Published: Tuesday, Nov. 5 2013 10:25 p.m. MST

Wisconsin quarterback Joel Stave (2) hands the ball off to running back James White (20) during the first half of an NCAA college football game against Iowa, Saturday, Nov. 2, 2013, in Iowa City, Iowa. (AP Photo/Charlie Neibergall)

Charlie Neibergall, AP

MADISON, Wis. — BYU travels to take on a tough and relatively unfamiliar Wisconsin team this Saturday. The teams have squared off just once through the years with BYU coming away with a 28-3 win in 1980.

Wisconsin has risen to become one of the premier programs in the Big Ten Conference and is currently ranked No. 21 nationally by AP. The Badgers present a physical type of team that should challenge the Cougars on both sides of the football.

In order to learn more about Wisconsin, we asked John Veldhuis five questions. Veldhuis writes for badgerblitz.com on the Rivals network and knows the Wisconsin football team as well as anyone.

1. How has Gary Andersen done in his first year as coach? What's the general perception regarding the job he's doing?

As far as the regular games go it’s been pretty much as expected. The Badgers lost a tough conference road game to Ohio State, and while their loss to Arizona State was controversial, I don’t think many people expected them to get a win there. They’ve handled their business in all of their other games so far, and have looked pretty good in the process. The BCS has them as the No. 24 team, but anyone who covers the Wisconsin program and some other national analysts have been arguing for them to be ranked a lot higher.

But wins and losses aren’t everything. Andersen has been particularly well-received by the media and the Wisconsin fan base because of how unliked Bret Bielema was. Andersen is very straightforward with the media and has given us a lot of access that Bielema didn’t, and his public persona has been well-received by the fans. Dressing up for Halloween last week is the perfect example — Andersen isn’t afraid to have fun at his own expense sometimes, and I think people appreciate that about him.

2. This is a huge game for BYU, but how does Wisconsin view this unusual out-of-conference game in November?
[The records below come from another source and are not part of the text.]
impl Intent {
  pub fn as_str(&self) -> &'static str {
    match self {
      Intent::DirectLookup => "direct_lookup",
      Intent::SemanticSearch => "semantic_search",
      Intent::Calculation => "calculation",
      Intent::PurchaseIntent => "purchase_intent",
      Intent::DomainViolation => "domain_violation",
      Intent::Unknown => "unknown",
    }
  }

  /// Guardrail intents terminate a request before any retrieval
  pub fn is_blocked(&self) -> bool {
    matches!(self, Intent::PurchaseIntent | Intent::DomainViolation)
  }
}

impl fmt::Display for Intent {
  fn fmt(&self, f: &mut fmt::Formatter<'_>) -> fmt::Result {
    f.write_str(self.as_str())
  }
}

/// Tag carried on every answer: the intent that produced it, or `Error`
#[derive(Debug, Clone, Copy, PartialEq, Eq, Serialize, Deserialize)]
#[serde(rename_all = "snake_case")]
pub enum QueryType {
  DirectLookup,
  SemanticSearch,
  Calculation,
  PurchaseIntent,
  DomainViolation,
  Unknown,
  Error,
}

impl From<Intent> for QueryType {
  fn from(intent: Intent) -> Self {
    match intent {
      Intent::DirectLookup => QueryType::DirectLookup,
      Intent::SemanticSearch => QueryType::SemanticSearch,
      Intent::Calculation => QueryType::Calculation,
      Intent::PurchaseIntent => QueryType::PurchaseIntent,
      Intent::DomainViolation => QueryType::DomainViolation,
      Intent::Unknown => QueryType::Unknown,
    }
  }
}

impl QueryType {
  pub fn as_str(&self) -> &'static str {
    match self {
      QueryType::Error => "error",
      QueryType::DirectLookup => Intent::DirectLookup.as_str(),
      QueryType::SemanticSearch => Intent::SemanticSearch.as_str(),
      QueryType::Calculation => Intent::Calculation.as_str(),
      QueryType::PurchaseIntent => Intent::PurchaseIntent.as_str(),
      QueryType::DomainViolation => Intent::DomainViolation.as_str(),
      QueryType::Unknown => Intent::Unknown.as_str(),
    }
  }
}

/// Terminal result of one query. Built once, then only read.
#[derive(Debug, Clone, PartialEq, Serialize)]
pub struct GeneratedAnswer {
  answer: String,
  citations: Vec<Citation>,
  confidence: f32,
  query_type: QueryType,
  products_used: Vec<String>,
}

impl GeneratedAnswer {
  pub fn new(answer: impl Into<String>, query_type: QueryType) -> Self {
    Self {
      answer: answer.into(),
      citations: Vec::new(),
      confidence: 0.0,
      query_type,
      products_used: Vec::new(),
    }
  }

  pub fn with_citations(mut self, citations: Vec<Citation>) -> Self {
    self.citations = citations;
    self
  }

  pub fn with_confidence(mut self, confidence: f32) -> Self {
    self.confidence = confidence.clamp(0.0, 1.0);
    self
  }

  pub fn with_products(mut self, products_used: Vec<String>) -> Self {
    self.products_used = products_used;
    self
  }

  pub fn answer(&self) -> &str {
    &self.answer
  }

  pub fn citations(&self) -> &[Citation] {
    &self.citations
  }

  pub fn confidence(&self) -> f32 {
    self.confidence
  }

  pub fn query_type(&self) -> QueryType {
    self.query_type
  }

  pub fn products_used(&self) -> &[String] {
    &self.products_used
  }
}

#[cfg(test)]
mod tests {
  use super::*;

  fn speaker(watts: i64, voltage: &str) -> ProductRecord {
    let mut record = ProductRecord::new("DM3SE");
    record.category = Some("loudspeaker".to_string());
    record.watts_int = Some(watts);
    record.voltage_type = Some(voltage.to_string());
    record
  }

  #[test]
  fn spec_sheet_preserves_insertion_order() {
    let json = r#"{"power_watts": 30, "Nominal Impedance": "8", "coverage": null, "weight_kg": 1.2}"#;
    let sheet: SpecSheet = serde_json::from_str(json).unwrap();

    let labels: Vec<&str> = sheet.iter().map(|(label, _)| label).collect();
    assert_eq!(labels, vec!["power_watts", "Nominal Impedance", "weight_kg"]);
    assert_eq!(sheet.get("power_watts"), Some(&SpecValue::Integer(30)));
    assert_eq!(sheet.get("weight_kg"), Some(&SpecValue::Number(1.2)));

    let round_trip = serde_json::to_string(&sheet).unwrap();
    assert!(round_trip.starts_with(r#"{"power_watts":30"#));
  }

  #[test]
  fn dimensions_render_as_triple() {
    let value: SpecValue =
      serde_json::from_str(r#"{"height": 200, "width": 150, "depth": 90, "unit": "mm"}"#).unwrap();
    assert_eq!(value.to_string(), "200 × 150 × 90 mm");
  }

  #[test]
  fn leading_number_parses_text_values() {
    assert_eq!(SpecValue::from("60 W").as_f64(), Some(60.0));
    assert_eq!(SpecValue::from("n/a").as_f64(), None);
  }

  #[test]
  fn filter_predicates_are_anded() {
    let record = speaker(60, "70V/100V");

    let filter = Filter { min_watts: Some(50), category: Some("Loudspeaker".into()), ..Default::default() };
    assert!(filter.matches(&record));

    let filter = Filter { min_watts: Some(50), max_watts: Some(55), ..Default::default() };
    assert!(!filter.matches(&record));
  }

  #[test]
  fn voltage_filter_accepts_multi_voltage_rows() {
    let record = speaker(60, "70V/100V");
    let seventy = Filter { voltage_type: Some("70V".into()), ..Default::default() };
    let low_z = Filter { voltage_type: Some("Low-Z".into()), ..Default::default() };

    assert!(seventy.matches(&record));
    assert!(!low_z.matches(&record));
  }

  #[test]
  fn missing_column_fails_predicate() {
    let mut record = speaker(60, "70V");
    record.watts_int = None;
    let filter = Filter { min_watts: Some(10), ..Default::default() };
    assert!(!filter.matches(&record));
    assert!(Filter::default().matches(&record));
  }

  #[test]
  fn answer_confidence_is_clamped() {
    let answer = GeneratedAnswer::new("ok", QueryType::Calculation).with_confidence(1.7);
    assert_eq!(answer.confidence(), 1.0);
  }
}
How does Wisconsin regard BYU as an opponent?

I think the Badgers understand how tough it will be to play BYU at this point in the season. The vast majority of their coaching staff has experience with BYU, and I think the coaches are going to draw on their previous games against the Cougars to show their players just what BYU is capable of. The Badgers and the coaching staff have a particular respect for Taysom Hill and Kyle Van Noy, so I think the players will be well-educated on just what Hill and Van Noy can do when they’re on their game.

In particular, I think the Badgers have a good idea of what they’ll be facing on offense this week. It is a little odd for the Badgers to have a non-conference opponent come in to Camp Randall so late in the season, but the players I spoke with on Monday said they think they’ll be ready for something a little different after grinding through a few Big Ten games. And while some teams might not know how to play against a high-tempo offense, the Badgers remember all too well what it was like to play Oregon in the 2012 Rose Bowl. At the very least I don’t think they’ll be surprised with BYU’s pace — the question will end up being whether they can slow it down and stop it.
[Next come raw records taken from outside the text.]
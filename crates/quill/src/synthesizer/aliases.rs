//! Spec label aliases.
//!
//! Catalog rows carry both normalized keys (`power_watts`) and the raw column
//! headers they were extracted from (`Power Handling (Long-term)`). This table
//! maps either form to one canonical field with a display label and unit.
//! Rows are resolved once; within a canonical field the first alias present on
//! the row wins.

use crate::models::{SpecSheet, SpecValue};

/// Bump when entries are added, removed or reordered
pub const ALIAS_TABLE_VERSION: u32 = 2;

#[derive(Debug, Clone, Copy, PartialEq, Eq, Hash, PartialOrd, Ord)]
pub enum Canonical {
  PowerWatts,
  FreqMinHz,
  FreqMaxHz,
  FreqResponse,
  ImpedanceOhms,
  SensitivityDb,
  Coverage,
  VoltageType,
  DriverComponents,
  WeightKg,
  ColorOptions,
  Environmental,
}

impl Canonical {
  pub fn as_str(&self) -> &'static str {
    match self {
      Canonical::PowerWatts => "power_watts",
      Canonical::FreqMinHz => "freq_min_hz",
      Canonical::FreqMaxHz => "freq_max_hz",
      Canonical::FreqResponse => "freq_response",
      Canonical::ImpedanceOhms => "impedance_ohms",
      Canonical::SensitivityDb => "sensitivity_db",
      Canonical::Coverage => "coverage",
      Canonical::VoltageType => "voltage_type",
      Canonical::DriverComponents => "driver_components",
      Canonical::WeightKg => "weight_kg",
      Canonical::ColorOptions => "color_options",
      Canonical::Environmental => "environmental",
    }
  }
}

#[derive(Debug, Clone, Copy)]
pub struct SpecAlias {
  pub source: &'static str,
  pub label: &'static str,
  pub unit: &'static str,
  pub canonical: Canonical,
}

const fn alias(
  source: &'static str,
  label: &'static str,
  unit: &'static str,
  canonical: Canonical,
) -> SpecAlias {
  SpecAlias { source, label, unit, canonical }
}

pub static ALIASES: &[SpecAlias] = &[
  alias("power_watts", "Power", "W", Canonical::PowerWatts),
  alias("Power Handling (Long-term)", "Power", "W", Canonical::PowerWatts),
  alias("freq_min_hz", "Freq Min", "Hz", Canonical::FreqMinHz),
  alias("freq_max_hz", "Freq Max", "Hz", Canonical::FreqMaxHz),
  alias(
    "Freq Response (-3 dB) Freq Range (-10 dB)",
    "Freq Response",
    "",
    Canonical::FreqResponse,
  ),
  alias("impedance_ohms", "Impedance", "Ω", Canonical::ImpedanceOhms),
  alias("Nominal Impedance", "Impedance", "Ω", Canonical::ImpedanceOhms),
  alias("sensitivity_db", "Sensitivity", "dB", Canonical::SensitivityDb),
  alias("Sensitivity (SPL/1W@1m)", "Sensitivity", "dB", Canonical::SensitivityDb),
  alias("coverage", "Coverage", "", Canonical::Coverage),
  alias(
    "Coverage (H × V, or Conical) 1 kHz - 4 kHz Average",
    "Coverage",
    "",
    Canonical::Coverage,
  ),
  alias("voltage_type", "Voltage", "", Canonical::VoltageType),
  alias("driver_components", "Drivers", "", Canonical::DriverComponents),
  alias("Driver Components", "Drivers", "", Canonical::DriverComponents),
  alias("weight_kg", "Weight", "kg", Canonical::WeightKg),
  alias("color_options", "Colors", "", Canonical::ColorOptions),
  alias("environmental", "Environmental", "", Canonical::Environmental),
];

/// One canonical field as found on a specific row
#[derive(Debug, Clone, PartialEq)]
pub struct ResolvedSpec<'a> {
  pub canonical: Canonical,
  pub label: &'static str,
  pub unit: &'static str,
  /// Label exactly as stored on the row
  pub source_label: &'a str,
  pub value: &'a SpecValue,
}

impl ResolvedSpec<'_> {
  /// Value with its unit suffix, e.g. `60 W`
  pub fn display_value(&self) -> String {
    if self.unit.is_empty() {
      self.value.to_string()
    } else {
      format!("{} {}", self.value, self.unit)
    }
  }
}

/// Resolve a row's specs in table order, one entry per canonical field
pub fn resolve(specs: &SpecSheet) -> Vec<ResolvedSpec<'_>> {
  let mut resolved: Vec<ResolvedSpec<'_>> = Vec::new();

  for entry in ALIASES {
    if resolved.iter().any(|r| r.canonical == entry.canonical) {
      continue;
    }
    let Some((source_label, value)) = specs.iter().find(|(label, _)| *label == entry.source) else {
      continue;
    };
    if is_blank(value) {
      continue;
    }
    resolved.push(ResolvedSpec {
      canonical: entry.canonical,
      label: entry.label,
      unit: entry.unit,
      source_label,
      value,
    });
  }

  resolved
}

/// First value present for one canonical field
pub fn lookup(specs: &SpecSheet, canonical: Canonical) -> Option<ResolvedSpec<'_>> {
  resolve(specs).into_iter().find(|r| r.canonical == canonical)
}

fn is_blank(value: &SpecValue) -> bool {
  match value {
    SpecValue::Text(text) => text.trim().is_empty(),
    SpecValue::List(items) => items.is_empty(),
    _ => false,
  }
}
3. Talk about Wisconsin on offense. What type of system does it run and who are the primary play-makers?

The Badgers are sticking with a classic pro-style offense under new offensive coordinator Andy Ludwig, who you might remember coached San Diego State’s offense last year in the Poinsettia Bowl. The Badgers run to set up the play-action passing game, with short quick passes mixed in to keep the defense honest.

As far as players go, running backs Melvin Gordon and James White keep the Badgers moving down the field. Gordon is the home-run hitter of the group, especially on a particular jet-sweep play that the Badgers have used so well for most of this season. White’s a quick change of pace, but he doesn’t quite have the burst and acceleration that Gordon does. It ends up being a pick-your-poison: teams can usually stop White or Gordon, but getting them on the field at the same time means it’s hard to keep both in check at once.